■ **WHAT THE EXERCISE ASKS**:
If a line in the records below holds the word "FlashMessage", copy it.

■ **DATASET CONTENT**:
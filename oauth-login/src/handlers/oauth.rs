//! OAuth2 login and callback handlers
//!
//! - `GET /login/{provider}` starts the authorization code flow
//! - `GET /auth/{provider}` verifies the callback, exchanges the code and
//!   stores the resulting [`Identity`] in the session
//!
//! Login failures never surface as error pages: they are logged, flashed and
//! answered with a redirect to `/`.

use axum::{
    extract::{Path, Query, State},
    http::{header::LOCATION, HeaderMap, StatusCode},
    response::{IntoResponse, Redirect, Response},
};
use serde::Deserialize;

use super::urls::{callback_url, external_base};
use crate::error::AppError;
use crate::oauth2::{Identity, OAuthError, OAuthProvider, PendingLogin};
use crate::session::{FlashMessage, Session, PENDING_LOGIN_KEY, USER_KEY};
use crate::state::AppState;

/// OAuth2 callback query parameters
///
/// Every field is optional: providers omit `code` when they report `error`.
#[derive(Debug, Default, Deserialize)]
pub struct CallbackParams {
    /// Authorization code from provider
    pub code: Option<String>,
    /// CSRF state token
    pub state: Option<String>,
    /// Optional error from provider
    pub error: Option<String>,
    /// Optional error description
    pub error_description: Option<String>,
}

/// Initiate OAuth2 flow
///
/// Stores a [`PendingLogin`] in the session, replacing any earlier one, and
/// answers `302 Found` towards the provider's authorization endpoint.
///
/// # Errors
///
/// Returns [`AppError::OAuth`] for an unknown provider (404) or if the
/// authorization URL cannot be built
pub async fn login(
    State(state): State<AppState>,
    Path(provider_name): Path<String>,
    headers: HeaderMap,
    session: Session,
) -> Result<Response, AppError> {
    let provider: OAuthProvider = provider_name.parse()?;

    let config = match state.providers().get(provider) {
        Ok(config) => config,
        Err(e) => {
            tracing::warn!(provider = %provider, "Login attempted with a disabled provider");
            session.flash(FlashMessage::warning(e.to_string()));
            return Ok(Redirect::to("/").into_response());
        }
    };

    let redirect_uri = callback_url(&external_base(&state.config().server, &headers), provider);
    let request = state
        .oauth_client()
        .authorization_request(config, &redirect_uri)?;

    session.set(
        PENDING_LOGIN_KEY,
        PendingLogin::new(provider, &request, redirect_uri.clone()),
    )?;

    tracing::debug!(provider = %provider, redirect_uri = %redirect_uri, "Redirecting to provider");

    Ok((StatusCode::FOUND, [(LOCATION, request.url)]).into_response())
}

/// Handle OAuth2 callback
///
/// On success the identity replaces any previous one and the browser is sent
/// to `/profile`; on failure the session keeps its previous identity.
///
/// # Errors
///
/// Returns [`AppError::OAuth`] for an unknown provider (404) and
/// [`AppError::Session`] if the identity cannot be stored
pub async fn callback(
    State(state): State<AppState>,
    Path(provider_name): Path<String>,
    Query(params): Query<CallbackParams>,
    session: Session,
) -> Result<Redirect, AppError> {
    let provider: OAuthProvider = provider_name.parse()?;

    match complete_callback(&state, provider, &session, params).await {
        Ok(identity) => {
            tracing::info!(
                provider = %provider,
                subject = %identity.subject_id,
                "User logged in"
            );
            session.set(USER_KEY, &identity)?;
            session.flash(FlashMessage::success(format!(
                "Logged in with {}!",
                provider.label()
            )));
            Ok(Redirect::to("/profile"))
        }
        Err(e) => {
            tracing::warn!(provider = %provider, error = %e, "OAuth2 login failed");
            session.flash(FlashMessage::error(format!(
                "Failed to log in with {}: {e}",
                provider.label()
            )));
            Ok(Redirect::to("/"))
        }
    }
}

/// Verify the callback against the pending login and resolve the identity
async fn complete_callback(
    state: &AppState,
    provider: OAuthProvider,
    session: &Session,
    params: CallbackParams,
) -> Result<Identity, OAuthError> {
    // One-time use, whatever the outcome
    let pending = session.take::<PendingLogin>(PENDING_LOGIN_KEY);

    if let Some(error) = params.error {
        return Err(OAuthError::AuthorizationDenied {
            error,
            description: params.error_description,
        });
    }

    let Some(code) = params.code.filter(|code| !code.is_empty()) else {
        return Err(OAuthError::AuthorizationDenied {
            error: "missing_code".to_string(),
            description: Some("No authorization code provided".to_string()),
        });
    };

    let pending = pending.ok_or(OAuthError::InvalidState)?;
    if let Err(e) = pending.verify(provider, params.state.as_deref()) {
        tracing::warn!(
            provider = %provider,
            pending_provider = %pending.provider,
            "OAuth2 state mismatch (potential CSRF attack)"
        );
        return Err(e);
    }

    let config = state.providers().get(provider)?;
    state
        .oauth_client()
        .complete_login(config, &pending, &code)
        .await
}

■ **ANSWER FOR THE TASK**:
use crate::session::{FlashMessage, Session, PENDING_LOGIN_KEY, USER_KEY};
            session.flash(FlashMessage::warning(e.to_string()));
            session.flash(FlashMessage::success(format!(
            session.flash(FlashMessage::error(format!(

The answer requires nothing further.